Nonostante i JOLS siano di per sé una "traballanti" e arrivino in leggero ritardo, ieri hanno comunque provocato volatilità sul mercato valutario, chiaramente non a favore del dollaro.
Ulteriore pressione sulla valuta statunitense è stata esercitata dal membro del Board of Governors della Fed Christopher Waller. Ha nuovamente chiesto una riduzione dei tassi alla riunione di settembre, indicando il rallentamento del tasso di crescita dell'economia americana. Stando alle sue parole, l'aumento dell'inflazione non sarà permanente: si è detto fiducioso nel fatto che "tra 6 mesi l'indicatore sarà più vicino al 2%".
Sullo sfondo di un tale quadro di base, la coppia eur/usd ha nuovamente testato il livello di resistenza a 1,1670 (la banda mediana dell'indicatore delle bande di Bollinger, che coincide con la linea Kijun-sen nel grafico su quattro ore). Gli acquirenti non sono riusciti a consolidarsi sopra questo obiettivo - impulso settentrionale soffocato. I venditori, a loro volta, non riescono ad avvicinarsi al supporto di 1,1610 (banda inferiore Bollinger Bands su h4), figuriamoci conquistare la quindicesima figura. Sul grafico giornaliero, la coppia è sulla banda centrale delle bande di Bollinger, sopra la nube di Kumo, ma tra le linee Tenkan-sen e Kijun-sen.

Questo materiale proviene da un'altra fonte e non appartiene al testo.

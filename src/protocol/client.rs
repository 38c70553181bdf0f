use tokio::sync::mpsc::UnboundedSender;
use tracing::{
    debug,
    info,
    warn,
};

use super::types::{
    BundleState,
    ConnectionState,
    ConversionData,
    ConversionEvent,
    ConversionRequest,
    ConversionResponse,
    InboundMessage,
    OutboundMessage,
    TableEvent,
    TableResponse,
};
use crate::{
    core::{
        RuleSetBundle,
        StudioError,
    },
    languages::LanguagePair,
};

/// What the session has to do about an inbound message.
#[derive(Debug, Clone, PartialEq)]
pub enum ClientAction {
    StatusChanged(String),
    ReplaceRegistry(RuleSetBundle),
    ShowOutput(String),
    Discarded,
}

/// Maps session intents onto the connect/table/convert channels and inbound
/// traffic back onto session actions.
pub struct SyncProtocolClient {
    outbound: UnboundedSender<OutboundMessage>,
    connection: ConnectionState,
    status: String,
    bundle: BundleState,
    discard_stale: bool,
    request_counter: u64,
    latest_applied: Option<u64>,
    latest_table_request: Option<u64>,
    // Requests numbered at or below this were built against a replaced registry.
    bundle_floor: u64,
}

impl SyncProtocolClient {
    pub fn new(outbound: UnboundedSender<OutboundMessage>, discard_stale: bool) -> Self {
        Self {
            outbound,
            connection: ConnectionState::Disconnected,
            status: String::new(),
            bundle: BundleState::AwaitingBundle,
            discard_stale,
            request_counter: 0,
            latest_applied: None,
            latest_table_request: None,
            bundle_floor: 0,
        }
    }

    pub fn connection_state(&self) -> &ConnectionState {
        &self.connection
    }

    pub fn is_connected(&self) -> bool {
        self.connection == ConnectionState::Connected
    }

    pub fn status_text(&self) -> &str {
        &self.status
    }

    pub fn bundle_state(&self) -> &BundleState {
        &self.bundle
    }

    pub fn last_request_id(&self) -> u64 {
        self.request_counter
    }

    pub fn on_transport_connected(&mut self) {
        info!("[CONNECT] Transport connected");
        self.connection = ConnectionState::Connected;
    }

    pub fn on_transport_disconnected(&mut self, reason: Option<&str>) -> ClientAction {
        match reason {
            Some(reason) => warn!("[CONNECT] Transport disconnected: {}", reason),
            None => info!("[CONNECT] Transport disconnected"),
        }
        self.connection = ConnectionState::Disconnected;
        self.status = "(Disconnected)".to_string();
        ClientAction::StatusChanged(self.status.clone())
    }

    /// Requests a fresh bundle for `pair`. The bundle channel waits until the
    /// matching `table response` arrives.
    pub fn request_bundle(&mut self, pair: &LanguagePair) -> Result<bool, StudioError> {
        self.request_counter += 1;
        let request_id = self.request_counter;
        self.bundle = BundleState::AwaitingBundle;
        self.latest_table_request = Some(request_id);
        info!(
            "[TABLE] Requesting rule sets for {} -> {} (request_id {})",
            pair.in_lang, pair.out_lang, request_id
        );
        self.send(OutboundMessage::Table(TableEvent {
            in_lang: pair.in_lang.clone(),
            out_lang: pair.out_lang.clone(),
            request_id: Some(request_id),
        }))
    }

    /// Sends a conversion request tagged with the next request id and returns that id.
    pub fn send_conversion(&mut self, request: ConversionRequest) -> Result<u64, StudioError> {
        self.request_counter += 1;
        let request_id = self.request_counter;
        debug!(
            "[CONVERT] Sending request_id {} with {} rule set(s)",
            request_id,
            request.mappings.len()
        );
        self.send(OutboundMessage::Conversion(ConversionEvent {
            data: ConversionData { request, request_id: Some(request_id) },
        }))?;
        Ok(request_id)
    }

    // No queueing: while disconnected, outbound traffic is dropped.
    fn send(&self, message: OutboundMessage) -> Result<bool, StudioError> {
        if !self.is_connected() {
            warn!("[WS] Not connected, dropping {}", message.event_name());
            return Ok(false);
        }
        self.outbound.send(message)?;
        Ok(true)
    }

    pub fn handle_inbound(&mut self, message: InboundMessage) -> ClientAction {
        match message {
            InboundMessage::ConnectionResponse(response) => {
                self.status = format!("({})", response.data);
                ClientAction::StatusChanged(self.status.clone())
            }
            InboundMessage::TableResponse(response) => self.handle_table(response),
            InboundMessage::ConversionResponse(response) => self.handle_conversion(response),
        }
    }

    /// Only the answer to the most recent table request replaces the registry.
    /// Responses without an id cannot be matched and are applied as they come.
    fn handle_table(&mut self, response: TableResponse) -> ClientAction {
        let TableResponse { bundle, request_id } = response;
        if self.discard_stale {
            if let Some(request_id) = request_id {
                if self.latest_table_request != Some(request_id) {
                    debug!(
                        "[TABLE] Discarding bundle for request_id {}: a newer language pair was requested",
                        request_id
                    );
                    return ClientAction::Discarded;
                }
            }
        }

        info!("[TABLE] Received bundle with {} rule set(s)", bundle.len());
        self.bundle = BundleState::Populated;
        self.bundle_floor = self.request_counter;
        ClientAction::ReplaceRegistry(bundle)
    }

    fn handle_conversion(&mut self, response: ConversionResponse) -> ClientAction {
        let Some(request_id) = response.request_id else {
            // Engines that do not echo ids get the unconditional overwrite.
            return ClientAction::ShowOutput(response.output_string);
        };

        if self.discard_stale {
            if request_id <= self.bundle_floor {
                debug!(
                    "[CONVERT] Discarding request_id {}: issued before the current bundle",
                    request_id
                );
                return ClientAction::Discarded;
            }
            if self.latest_applied.is_some_and(|latest| request_id <= latest) {
                debug!("[CONVERT] Discarding request_id {}: newer output already shown", request_id);
                return ClientAction::Discarded;
            }
        }

        self.latest_applied = Some(self.latest_applied.map_or(request_id, |l| l.max(request_id)));
        ClientAction::ShowOutput(response.output_string)
    }
}

#[cfg(test)]
mod tests {
    use tokio::sync::mpsc::{
        self,
        UnboundedReceiver,
    };

    use super::*;
    use crate::protocol::types::ConnectionResponse;

    fn connected_client(discard_stale: bool) -> (SyncProtocolClient, UnboundedReceiver<OutboundMessage>) {
        let (tx, rx) = mpsc::unbounded_channel();
        let mut client = SyncProtocolClient::new(tx, discard_stale);
        client.on_transport_connected();
        (client, rx)
    }

    fn request(input: &str) -> ConversionRequest {
        ConversionRequest { input_string: input.to_string(), mappings: Vec::new() }
    }

    fn response(output: &str, request_id: Option<u64>) -> InboundMessage {
        InboundMessage::ConversionResponse(ConversionResponse {
            output_string: output.to_string(),
            request_id,
        })
    }

    #[test]
    fn test_connectivity_status() {
        let (mut client, _rx) = connected_client(true);
        assert!(client.is_connected());

        let action = client.handle_inbound(InboundMessage::ConnectionResponse(ConnectionResponse {
            data: "Connected".to_string(),
        }));
        assert_eq!(action, ClientAction::StatusChanged("(Connected)".to_string()));

        client.on_transport_disconnected(None);
        assert_eq!(client.connection_state(), &ConnectionState::Disconnected);
        assert_eq!(client.status_text(), "(Disconnected)");
    }

    #[test]
    fn test_requests_while_disconnected_are_lost() {
        let (tx, mut rx) = mpsc::unbounded_channel();
        let mut client = SyncProtocolClient::new(tx, true);

        assert!(!client.request_bundle(&LanguagePair::new("dan", "eng")).unwrap());
        client.send_conversion(request("hej")).unwrap();
        assert!(rx.try_recv().is_err());
    }

    #[test]
    fn test_bundle_channel_state_machine() {
        let (mut client, mut rx) = connected_client(true);
        assert_eq!(client.bundle_state(), &BundleState::AwaitingBundle);

        client.request_bundle(&LanguagePair::new("dan", "eng-arpabet")).unwrap();
        assert_eq!(
            rx.try_recv().unwrap(),
            OutboundMessage::Table(TableEvent {
                in_lang: "dan".to_string(),
                out_lang: "eng-arpabet".to_string(),
                request_id: Some(1),
            })
        );

        let action = client.handle_inbound(InboundMessage::TableResponse(Vec::new().into()));
        assert_eq!(action, ClientAction::ReplaceRegistry(Vec::new()));
        assert_eq!(client.bundle_state(), &BundleState::Populated);

        client.request_bundle(&LanguagePair::custom()).unwrap();
        assert_eq!(client.bundle_state(), &BundleState::AwaitingBundle);
    }

    fn bundle_named(name: &str, request_id: Option<u64>) -> InboundMessage {
        let mut entry = crate::core::BundleEntry::default();
        entry.kwargs.display_name = name.to_string();
        InboundMessage::TableResponse(TableResponse { bundle: vec![entry], request_id })
    }

    #[test]
    fn test_only_latest_table_request_replaces_registry() {
        let (mut client, _rx) = connected_client(true);
        client.request_bundle(&LanguagePair::new("dan", "dan-ipa")).unwrap();
        let first = client.last_request_id();
        client.request_bundle(&LanguagePair::new("fra", "fra-ipa")).unwrap();
        let second = client.last_request_id();

        assert!(matches!(
            client.handle_inbound(bundle_named("fra", Some(second))),
            ClientAction::ReplaceRegistry(_)
        ));
        assert_eq!(client.handle_inbound(bundle_named("dan", Some(first))), ClientAction::Discarded);
        assert_eq!(client.bundle_state(), &BundleState::Populated);
    }

    #[test]
    fn test_uncorrelated_table_responses_apply_in_arrival_order() {
        let (mut client, _rx) = connected_client(true);
        client.request_bundle(&LanguagePair::new("dan", "dan-ipa")).unwrap();
        client.request_bundle(&LanguagePair::new("fra", "fra-ipa")).unwrap();

        assert!(matches!(client.handle_inbound(bundle_named("fra", None)), ClientAction::ReplaceRegistry(_)));
        assert!(matches!(client.handle_inbound(bundle_named("dan", None)), ClientAction::ReplaceRegistry(_)));
    }

    #[test]
    fn test_request_ids_increase() {
        let (mut client, mut rx) = connected_client(true);
        let first = client.send_conversion(request("a")).unwrap();
        let second = client.send_conversion(request("ab")).unwrap();
        assert!(second > first);

        match rx.try_recv().unwrap() {
            OutboundMessage::Conversion(event) => {
                assert_eq!(event.data.request_id, Some(first));
                assert_eq!(event.data.request.input_string, "a");
            }
            other => panic!("Expected conversion event, got {:?}", other),
        }
    }

    #[test]
    fn test_out_of_order_responses_are_discarded() {
        let (mut client, _rx) = connected_client(true);
        let first = client.send_conversion(request("h")).unwrap();
        let second = client.send_conversion(request("he")).unwrap();

        assert_eq!(
            client.handle_inbound(response("HE", Some(second))),
            ClientAction::ShowOutput("HE".to_string())
        );
        assert_eq!(client.handle_inbound(response("H", Some(first))), ClientAction::Discarded);
    }

    #[test]
    fn test_responses_from_before_bundle_replace_are_discarded() {
        let (mut client, _rx) = connected_client(true);
        let before = client.send_conversion(request("hej")).unwrap();
        client.handle_inbound(InboundMessage::TableResponse(Vec::new().into()));
        let after = client.send_conversion(request("hej")).unwrap();

        assert_eq!(client.handle_inbound(response("old", Some(before))), ClientAction::Discarded);
        assert_eq!(
            client.handle_inbound(response("new", Some(after))),
            ClientAction::ShowOutput("new".to_string())
        );
    }

    #[test]
    fn test_race_is_reproduced_when_discarding_is_off() {
        let (mut client, _rx) = connected_client(false);
        let first = client.send_conversion(request("h")).unwrap();
        let second = client.send_conversion(request("he")).unwrap();

        client.handle_inbound(response("HE", Some(second)));
        assert_eq!(
            client.handle_inbound(response("H", Some(first))),
            ClientAction::ShowOutput("H".to_string())
        );
    }

    #[test]
    fn test_responses_without_id_always_apply() {
        let (mut client, _rx) = connected_client(true);
        let id = client.send_conversion(request("he")).unwrap();
        client.handle_inbound(response("HE", Some(id)));
        assert_eq!(
            client.handle_inbound(response("legacy", None)),
            ClientAction::ShowOutput("legacy".to_string())
        );
    }
}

Tutto questo indica incertezza. A mio parere, la tendenza settentrionale è in pausa, ma ancora in atto, date le crescenti aspettative "accomodanti" per prossime azioni della Fed (allo stesso tempo, cresce la fiducia nel fatto che la BCE manterrà lo status quo alle prossime riunioni). Pertanto, i cali meridionali sono da usare per aprire posizioni lunghe, con il primo obiettivo a 1,1670 (banda centrale delle bande di Bollinger, che coincide con la linea Kijun-sen nel grafico su quattro ore) e il target (per ora) principale a 1,1730 (banda superiore delle bande di Bollinger sullo stesso grafico).